> **WORK ITEM**: These entries are to be retyped in full, word for word.
□ □ □
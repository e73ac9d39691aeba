#![forbid(unsafe_code)]

//! Glyph tokens: the opaque display units that live cells carry.
//!
//! A [`Glyph`] is one grapheme cluster plus its display attributes. The
//! stepping engine never inspects the symbol; it only moves tokens around.
//! Token identity is pointer identity: a cell that survives a generation
//! keeps the exact same [`GlyphToken`] (`Rc`), not a copy, so attribute-rich
//! hosts can round-trip their own data through the simulation untouched.

use std::fmt;
use std::rc::Rc;

use bitflags::bitflags;
use unicode_width::UnicodeWidthStr;

bitflags! {
    /// Display attributes carried opaquely alongside a glyph's symbol.
    #[derive(Debug, Clone, Copy, PartialEq, Eq, Hash, Default)]
    pub struct GlyphAttrs: u8 {
        /// Bold / increased intensity.
        const BOLD      = 0b0000_0001;
        /// Dim / decreased intensity.
        const DIM       = 0b0000_0010;
        /// Italic.
        const ITALIC    = 0b0000_0100;
        /// Underline.
        const UNDERLINE = 0b0000_1000;
        /// Reverse video.
        const REVERSE   = 0b0001_0000;
    }
}

/// One displayed grapheme cluster plus its attributes.
///
/// The display width is computed once at construction so hosts and the
/// scanner never re-measure. Zero-width clusters are clamped to width 1;
/// they still occupy a column when displayed standalone.
#[derive(Debug, Clone, PartialEq, Eq)]
pub struct Glyph {
    symbol: String,
    attrs: GlyphAttrs,
    width: u8,
}

/// Shared handle to a [`Glyph`].
///
/// The engine is single-threaded, so `Rc` rather than `Arc`. Compare
/// identity with [`Rc::ptr_eq`].
pub type GlyphToken = Rc<Glyph>;

impl Glyph {
    /// Create a glyph from a grapheme cluster and attributes.
    pub fn new(symbol: impl Into<String>, attrs: GlyphAttrs) -> Self {
        let symbol = symbol.into();
        let width = symbol.width().clamp(1, u8::MAX as usize) as u8;
        Self {
            symbol,
            attrs,
            width,
        }
    }

    /// Create a shared token directly.
    pub fn token(symbol: impl Into<String>, attrs: GlyphAttrs) -> GlyphToken {
        Rc::new(Self::new(symbol, attrs))
    }

    /// The grapheme cluster this glyph displays.
    #[inline]
    pub fn symbol(&self) -> &str {
        &self.symbol
    }

    /// Display attributes.
    #[inline]
    pub fn attrs(&self) -> GlyphAttrs {
        self.attrs
    }

    /// Display width in columns (at least 1).
    #[inline]
    pub fn width(&self) -> usize {
        self.width as usize
    }
}

impl fmt::Display for Glyph {
    fn fmt(&self, f: &mut fmt::Formatter<'_>) -> fmt::Result {
        f.write_str(&self.symbol)
    }
}

#[cfg(test)]
mod tests {
    use super::*;

    #[test]
    fn ascii_glyph_has_width_one() {
        let g = Glyph::new("x", GlyphAttrs::empty());
        assert_eq!(g.symbol(), "x");
        assert_eq!(g.width(), 1);
    }

    #[test]
    fn wide_glyph_has_width_two() {
        let g = Glyph::new("日", GlyphAttrs::empty());
        assert_eq!(g.width(), 2);
    }

    #[test]
    fn zero_width_cluster_clamped_to_one() {
        // Combining acute accent alone measures zero columns.
        let g = Glyph::new("\u{0301}", GlyphAttrs::empty());
        assert_eq!(g.width(), 1);
    }

    #[test]
    fn attrs_round_trip() {
        let g = Glyph::new("a", GlyphAttrs::BOLD | GlyphAttrs::UNDERLINE);
        assert!(g.attrs().contains(GlyphAttrs::BOLD));
        assert!(g.attrs().contains(GlyphAttrs::UNDERLINE));
        assert!(!g.attrs().contains(GlyphAttrs::ITALIC));
    }

    #[test]
    fn token_identity_is_pointer_identity() {
        let a = Glyph::token("x", GlyphAttrs::empty());
        let b = Glyph::token("x", GlyphAttrs::empty());
        assert_eq!(*a, *b);
        assert!(!Rc::ptr_eq(&a, &b));
        assert!(Rc::ptr_eq(&a, &a.clone()));
    }
}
□ □ □
> **ANSWER SPACE**:
repository e73ac9d39691aeba
#![forbid(unsafe_code)]

//! Glyph tokens: the opaque display units that live cells carry.
//!
//! A [`Glyph`] is one grapheme cluster plus its display attributes. The
//! stepping engine never inspects the symbol; it only moves tokens around.
//! Token identity is pointer identity: a cell that survives a generation
//! keeps the exact same [`GlyphToken`] (`Rc`), not a copy, so attribute-rich
//! hosts can round-trip their own data through the simulation untouched.

use std::fmt;
use std::rc::Rc;

use bitflags::bitflags;
use unicode_width::UnicodeWidthStr;

bitflags! {
    /// Display attributes carried opaquely alongside a glyph's symbol.
    #[derive(Debug, Clone, Copy, PartialEq, Eq, Hash, Default)]
    pub struct GlyphAttrs: u8 {
        /// Bold / increased intensity.
        const BOLD      = 0b0000_0001;
        /// Dim / decreased intensity.
        const DIM       = 0b0000_0010;
        /// Italic.
        const ITALIC    = 0b0000_0100;
        /// Underline.
        const UNDERLINE = 0b0000_1000;
        /// Reverse video.
        const REVERSE   = 0b0001_0000;
    }
}

/// One displayed grapheme cluster plus its attributes.
///
/// The display width is computed once at construction so hosts and the
/// scanner never re-measure. Zero-width clusters are clamped to width 1;
/// they still occupy a column when displayed standalone.
#[derive(Debug, Clone, PartialEq, Eq)]
pub struct Glyph {
    symbol: String,
    attrs: GlyphAttrs,
    width: u8,
}

/// Shared handle to a [`Glyph`].
///
/// The engine is single-threaded, so `Rc` rather than `Arc`. Compare
/// identity with [`Rc::ptr_eq`].
pub type GlyphToken = Rc<Glyph>;

impl Glyph {
    /// Create a glyph from a grapheme cluster and attributes.
    pub fn new(symbol: impl Into<String>, attrs: GlyphAttrs) -> Self {
        let symbol = symbol.into();
        let width = symbol.width().clamp(1, u8::MAX as usize) as u8;
        Self {
            symbol,
            attrs,
            width,
        }
    }

    /// Create a shared token directly.
    pub fn token(symbol: impl Into<String>, attrs: GlyphAttrs) -> GlyphToken {
        Rc::new(Self::new(symbol, attrs))
    }

    /// The grapheme cluster this glyph displays.
    #[inline]
    pub fn symbol(&self) -> &str {
        &self.symbol
    }

    /// Display attributes.
    #[inline]
    pub fn attrs(&self) -> GlyphAttrs {
        self.attrs
    }

    /// Display width in columns (at least 1).
    #[inline]
    pub fn width(&self) -> usize {
        self.width as usize
    }
}

impl fmt::Display for Glyph {
    fn fmt(&self, f: &mut fmt::Formatter<'_>) -> fmt::Result {
        f.write_str(&self.symbol)
    }
}

#[cfg(test)]
mod tests {
    use super::*;

    #[test]
    fn ascii_glyph_has_width_one() {
        let g = Glyph::new("x", GlyphAttrs::empty());
        assert_eq!(g.symbol(), "x");
        assert_eq!(g.width(), 1);
    }

    #[test]
    fn wide_glyph_has_width_two() {
        let g = Glyph::new("日", GlyphAttrs::empty());
        assert_eq!(g.width(), 2);
    }

    #[test]
    fn zero_width_cluster_clamped_to_one() {
        // Combining acute accent alone measures zero columns.
        let g = Glyph::new("\u{0301}", GlyphAttrs::empty());
        assert_eq!(g.width(), 1);
    }

    #[test]
    fn attrs_round_trip() {
        let g = Glyph::new("a", GlyphAttrs::BOLD | GlyphAttrs::UNDERLINE);
        assert!(g.attrs().contains(GlyphAttrs::BOLD));
        assert!(g.attrs().contains(GlyphAttrs::UNDERLINE));
        assert!(!g.attrs().contains(GlyphAttrs::ITALIC));
    }

    #[test]
    fn token_identity_is_pointer_identity() {
        let a = Glyph::token("x", GlyphAttrs::empty());
        let b = Glyph::token("x", GlyphAttrs::empty());
        assert_eq!(*a, *b);
        assert!(!Rc::ptr_eq(&a, &b));
        assert!(Rc::ptr_eq(&a, &a.clone()));
    }
}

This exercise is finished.